> [WHAT YOU SHOULD DO]: Copy out every line of the data that has the word "CommaDot" somewhere in it.

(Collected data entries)
- - -

fn en(key: &str) -> &'static str {
    use keys::*;
    match key {
        ERROR_PREFIX => "Error",
        APP_EXIT => "Exiting application.",
        MAIN_MENU_TITLE => "\n=== Pour Cost Toolbox ===",
        MAIN_MENU_POUR_COST => "1) Pour-cost calculator",
        MAIN_MENU_COCKTAIL => "2) Cocktail cost calculator",
        MAIN_MENU_UNIT_CONVERSION => "3) Unit converter",
        MAIN_MENU_CURRENCY => "4) Currency tools",
        MAIN_MENU_SETTINGS => "5) Settings",
        MAIN_MENU_EXIT => "0) Exit",
        PROMPT_MENU_SELECT => "Select menu: ",
        PROMPT_SELECT => "Select: ",
        INVALID_SELECTION_RETRY => "Invalid input. Please try again.",
        ERROR_INVALID_NUMBER => "Please enter a number.",
        VOLUME_UNIT_OPTIONS => {
            "Volume units: 1=ml 2=L 3=oz 4=cup 5=pt 6=qt 7=gal 8=tbsp 9=tsp 10=drops 11=splash"
        }
        POUR_COST_HEADING => "\n-- Pour-Cost Calculator --",
        PROMPT_BOTTLE_VOLUME => "Bottle volume value: ",
        PROMPT_BOTTLE_PRICE => "Bottle price: ",
        PROMPT_POUR_AMOUNT => "Pour (serving) amount: ",
        PROMPT_ACTUAL_PRICE => "Actual menu price (0 = use suggested): ",
        RESULT_COST_PER_UNIT => "Cost per unit:",
        RESULT_COST_PER_POUR => "Cost per pour:",
        RESULT_SUGGESTED_PRICE => "Suggested price:",
        RESULT_POUR_COST_PCT => "Pour cost:",
        RESULT_PROFIT_MARGIN => "Profit margin:",
        RESULT_TIER => "Performance tier:",
        RESULT_BAR_POSITION => "Performance bar position:",
        TIER_EXCELLENT => "Excellent",
        TIER_GOOD => "Good",
        TIER_WARNING => "Warning",
        TIER_POOR => "Poor",
        COCKTAIL_HEADING => "\n-- Cocktail Cost Calculator --",
        COCKTAIL_PROMPT_ADD => "Ingredient bottle volume (empty line = finish): ",
        COCKTAIL_EMPTY => "No ingredients entered.",
        COCKTAIL_COMPONENT_COST => "Component costs:",
        RESULT_TOTAL_COST => "Total cost:",
        UNIT_CONVERSION_HEADING => "\n-- Unit Conversion --",
        UNIT_CONVERSION_PROMPT_VALUE => "Value: ",
        UNIT_CONVERSION_PROMPT_FROM_UNIT => "From unit (ex: ml, oz, tbsp): ",
        UNIT_CONVERSION_PROMPT_TO_UNIT => "To unit (ex: L, tsp, gal): ",
        UNIT_CONVERSION_RESULT => "Result:",
        CURRENCY_HEADING => "\n-- Currency Tools --",
        CURRENCY_OPTION_FORMAT => "1) Format an amount",
        CURRENCY_OPTION_CONVERT => "2) Convert between currencies",
        PROMPT_AMOUNT => "Amount: ",
        PROMPT_CURRENCY_CODE => "Currency code (empty = base currency): ",
        PROMPT_FROM_CURRENCY => "From currency code: ",
        PROMPT_TO_CURRENCY => "To currency code: ",
        PROMPT_COMPACT => "Compact notation (K/M/B)? (y/N): ",
        CURRENCY_RESULT => "Result:",
        CURRENCY_RATE_NOTE => "Note: rates are fixed display-only approximations.",
        SETTINGS_HEADING => "\n-- Settings --",
        SETTINGS_CURRENT => "Current settings:",
        SETTINGS_OPTIONS => "1) Measurement system  2) Base currency  3) Pour-cost goal  4) Language",
        SETTINGS_PROMPT_CHANGE => "Enter number to change (enter to cancel): ",
        SETTINGS_PROMPT_SYSTEM => "Measurement system (1=US 2=Metric): ",
        SETTINGS_PROMPT_CURRENCY => "Base currency code: ",
        SETTINGS_PROMPT_GOAL => "Pour-cost goal [%]: ",
        SETTINGS_PROMPT_LANGUAGE => "Language code (auto/ko/en): ",
        SETTINGS_INVALID => "Invalid input; settings unchanged.",
        SETTINGS_SAVED => "Settings saved.",
        HELP_POUR_COST => {
            "Help: enter bottle volume/price and a pour amount to get cost per unit, cost per pour, suggested price, pour-cost % and margin."
        }
        HELP_COCKTAIL => "Help: enter ingredients repeatedly; an empty line aggregates. Suggested price is computed from total cost.",
        HELP_UNIT_CONVERSION => "Help: value → from/to units (ml/L/oz/cup/pt/qt/gal/tbsp/tsp/drops/splash).",
        HELP_CURRENCY => "Help: formatting follows per-currency default decimals; conversion uses fixed approximate rates.",
        HELP_SETTINGS => "Help: the measurement system changes default display units; the goal changes suggested-price math.",
        _ => "[missing translation]",
    }
}
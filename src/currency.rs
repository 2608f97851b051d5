//! 통화 기호/서식/환산을 제공하는 정적 테이블 모듈.
//! 환율은 참고용 고정값이며 실시간 시세 조회를 대신하지 않는다.

/// 통화 조회/환산 시 발생 가능한 오류.
#[derive(Debug)]
pub enum CurrencyError {
    /// 테이블에 없는 통화 코드
    UnsupportedCurrency(String),
}

impl std::fmt::Display for CurrencyError {
    fn fmt(&self, f: &mut std::fmt::Formatter<'_>) -> std::fmt::Result {
        match self {
            CurrencyError::UnsupportedCurrency(c) => write!(f, "지원하지 않는 통화: {c}"),
        }
    }
}

impl std::error::Error for CurrencyError {}

#[derive(Debug, Clone, Copy)]
pub struct CurrencyData {
    pub code: &'static str,
    pub symbol: &'static str,
    /// 기본 소수 자릿수 (JPY/KRW/VND 등은 0)
    pub decimals: usize,
    /// 1 USD 당 환산율 [해당 통화/USD]. 표시용 근사치.
    pub rate_per_usd: f64,
}

impl CurrencyData {
    const fn new(code: &'static str, symbol: &'static str, decimals: usize, rate: f64) -> Self {
        Self {
            code,
            symbol,
            decimals,
            rate_per_usd: rate,
        }
    }
}

static CURRENCIES: &[CurrencyData] = &[
    CurrencyData::new("USD", "$", 2, 1.0),
    CurrencyData::new("EUR", "€", 2, 0.92),
    CurrencyData::new("GBP", "£", 2, 0.79),
    CurrencyData::new("JPY", "¥", 0, 149.5),
    CurrencyData::new("KRW", "₩", 0, 1330.0),
    CurrencyData::new("CNY", "CN¥", 2, 7.24),
    CurrencyData::new("CAD", "CA$", 2, 1.36),
    CurrencyData::new("AUD", "A$", 2, 1.52),
    CurrencyData::new("CHF", "CHF ", 2, 0.88),
    CurrencyData::new("INR", "₹", 2, 83.2),
    CurrencyData::new("MXN", "MX$", 2, 17.1),
    CurrencyData::new("BRL", "R$", 2, 4.97),
    CurrencyData::new("SGD", "S$", 2, 1.34),
    CurrencyData::new("HKD", "HK$", 2, 7.82),
    CurrencyData::new("NZD", "NZ$", 2, 1.64),
    CurrencyData::new("SEK", "kr ", 2, 10.5),
    CurrencyData::new("NOK", "kr ", 2, 10.6),
    CurrencyData::new("DKK", "kr ", 2, 6.86),
    CurrencyData::new("THB", "฿", 2, 35.7),
    CurrencyData::new("VND", "₫", 0, 24500.0),
];

pub fn currencies() -> &'static [CurrencyData] {
    CURRENCIES
}

/// 코드로 통화를 찾는다. 대소문자는 무시한다.
pub fn find_currency(code: &str) -> Option<&'static CurrencyData> {
    CURRENCIES
        .iter()
        .find(|c| c.code.eq_ignore_ascii_case(code.trim()))
}

/// 엄격 조회. 표시 경로가 아닌 계산 경로에서 쓴다.
pub fn lookup(code: &str) -> Result<&'static CurrencyData, CurrencyError> {
    find_currency(code).ok_or_else(|| CurrencyError::UnsupportedCurrency(code.to_string()))
}

/// 통화 기호를 반환한다. 모르는 코드는 `"{코드} "` 형태로 폴백한다.
pub fn symbol_for(code: &str) -> String {
    match find_currency(code) {
        Some(c) => c.symbol.to_string(),
        None => format!("{} ", code.trim()),
    }
}

/// 천단위/소수점 구분자 스타일.
#[derive(Debug, Clone, Copy, PartialEq, Eq, Default)]
pub enum SeparatorStyle {
    /// 1,234.56
    #[default]
    CommaDot,
    /// 1.234,56
    DotComma,
    /// 1 234,56
    SpaceComma,
}

impl SeparatorStyle {
    /// 언어 코드에서 구분자 스타일을 고른다.
    pub fn for_language(lang: &str) -> Self {
        let l = lang.trim().to_lowercase();
        if l.starts_with("de") || l.starts_with("es") || l.starts_with("it") {
            SeparatorStyle::DotComma
        } else if l.starts_with("fr") || l.starts_with("sv") || l.starts_with("no") {
            SeparatorStyle::SpaceComma
        } else {
            SeparatorStyle::CommaDot
        }
    }

    fn separators(self) -> (char, char) {
        match self {
            SeparatorStyle::CommaDot => (',', '.'),
            SeparatorStyle::DotComma => ('.', ','),
            SeparatorStyle::SpaceComma => (' ', ','),
        }
    }
}

/// 통화 표기 옵션.
#[derive(Debug, Clone, Copy, Default)]
pub struct FormatOptions {
    /// 소수 자릿수. 생략하면 통화별 기본값.
    pub decimals: Option<usize>,
    pub separator: SeparatorStyle,
    /// 1,000 이상을 K/M/B 축약 표기한다.
    pub compact: bool,
}

/// 금액을 통화 기호와 함께 문자열로 만든다.
///
/// 기본 소수 자릿수는 테이블의 통화별 값이며 모르는 통화는 2로 둔다.
/// 음수는 기호 앞에 부호를 붙인다.
pub fn format(amount: f64, code: &str, options: &FormatOptions) -> String {
    let symbol = symbol_for(code);
    let sign = if amount < 0.0 { "-" } else { "" };
    let abs = amount.abs();
    let (_, decimal_sep) = options.separator.separators();

    if options.compact && abs >= 1_000.0 {
        let (scaled, suffix) = if abs >= 1_000_000_000.0 {
            (abs / 1_000_000_000.0, "B")
        } else if abs >= 1_000_000.0 {
            (abs / 1_000_000.0, "M")
        } else {
            (abs / 1_000.0, "K")
        };
        let mut s = format!("{scaled:.1}");
        if s.ends_with(".0") {
            s.truncate(s.len() - 2);
        }
        let s = s.replace('.', &decimal_sep.to_string());
        return format!("{sign}{symbol}{s}{suffix}");
    }

    let decimals = options
        .decimals
        .unwrap_or_else(|| find_currency(code).map(|c| c.decimals).unwrap_or(2));
    let plain = format!("{abs:.decimals$}");
    let (int_part, frac_part) = match plain.split_once('.') {
        Some((i, f)) => (i.to_string(), Some(f.to_string())),
        None => (plain, None),
    };
    let (thousands_sep, _) = options.separator.separators();
    let mut out = format!("{sign}{symbol}{}", group_thousands(&int_part, thousands_sep));
    if let Some(f) = frac_part {
        out.push(decimal_sep);
        out.push_str(&f);
    }
    out
}

/// 정수 자릿수를 3자리 단위로 묶는다.
fn group_thousands(digits: &str, sep: char) -> String {
    let len = digits.len();
    let mut out = String::with_capacity(len + len / 3);
    for (i, ch) in digits.chars().enumerate() {
        if i > 0 && (len - i) % 3 == 0 {
            out.push(sep);
        }
        out.push(ch);
    }
    out
}

/// 파싱 결과. 통화를 특정할 수 없는 순수 숫자는 `code`가 `None`이다.
#[derive(Debug, Clone, PartialEq)]
pub struct ParsedAmount {
    pub amount: f64,
    pub code: Option<String>,
}

/// 금액 문자열을 해석한다.
///
/// 기호 접두(`$12.34`), 코드 접두/접미(`USD 12.34`, `12.34 USD`),
/// 순수 숫자를 인식하고, 해석할 수 없으면 오류 대신 `None`을 반환한다.
/// 숫자의 콤마는 천단위 구분자로 보고 제거한다.
pub fn parse(text: &str) -> Option<ParsedAmount> {
    let trimmed = text.trim();
    if trimmed.is_empty() {
        return None;
    }
    let (sign, body) = match trimmed.strip_prefix('-') {
        Some(rest) => (-1.0, rest.trim_start()),
        None => (1.0, trimmed),
    };

    // 기호 접두: 테이블 기호 중 가장 긴 일치를 고른다 ("CA$" vs "$").
    let mut matched: Option<&'static CurrencyData> = None;
    for c in CURRENCIES {
        let sym = c.symbol.trim_end();
        if body.starts_with(sym) {
            match matched {
                Some(m) if m.symbol.trim_end().len() >= sym.len() => {}
                _ => matched = Some(c),
            }
        }
    }
    if let Some(c) = matched {
        let rest = body[c.symbol.trim_end().len()..].trim_start();
        let amount = sign * parse_number(rest)?;
        return Some(ParsedAmount {
            amount,
            code: Some(c.code.to_string()),
        });
    }

    // 코드 접두/접미: "USD 12.34" / "12.34 USD"
    let tokens: Vec<&str> = body.split_whitespace().collect();
    if tokens.len() == 2 {
        if is_code_token(tokens[0]) {
            let amount = sign * parse_number(tokens[1])?;
            return Some(ParsedAmount {
                amount,
                code: Some(tokens[0].to_uppercase()),
            });
        }
        if is_code_token(tokens[1]) {
            let amount = sign * parse_number(tokens[0])?;
            return Some(ParsedAmount {
                amount,
                code: Some(tokens[1].to_uppercase()),
            });
        }
    }

    // 순수 숫자
    let amount = sign * parse_number(body)?;
    Some(ParsedAmount { amount, code: None })
}

fn is_code_token(token: &str) -> bool {
    token.len() == 3 && token.chars().all(|c| c.is_ascii_alphabetic())
}

fn parse_number(s: &str) -> Option<f64> {
    let cleaned: String = s.chars().filter(|c| *c != ',' && *c != ' ').collect();
    if cleaned.is_empty() {
        return None;
    }
    cleaned.parse::<f64>().ok().filter(|v| v.is_finite())
}

/// 통화를 환산한다. 계산용이 아닌 표시용 근사치이다.
///
/// 코드가 같으면 항등이고, `rate`가 주어지면 그대로 곱한다.
/// 둘 다 아니면 정적 테이블의 USD 기준 환율로 교차 환산한다.
pub fn convert(
    amount: f64,
    from_code: &str,
    to_code: &str,
    rate: Option<f64>,
) -> Result<f64, CurrencyError> {
    if from_code.trim().eq_ignore_ascii_case(to_code.trim()) {
        return Ok(amount);
    }
    if let Some(r) = rate {
        return Ok(amount * r);
    }
    let from = lookup(from_code)?;
    let to = lookup(to_code)?;
    Ok(amount / from.rate_per_usd * to.rate_per_usd)
}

- - -

> [OUTPUT FOR THIS EXERCISE]:
    CommaDot,
            SeparatorStyle::CommaDot
            SeparatorStyle::CommaDot => (',', '.'),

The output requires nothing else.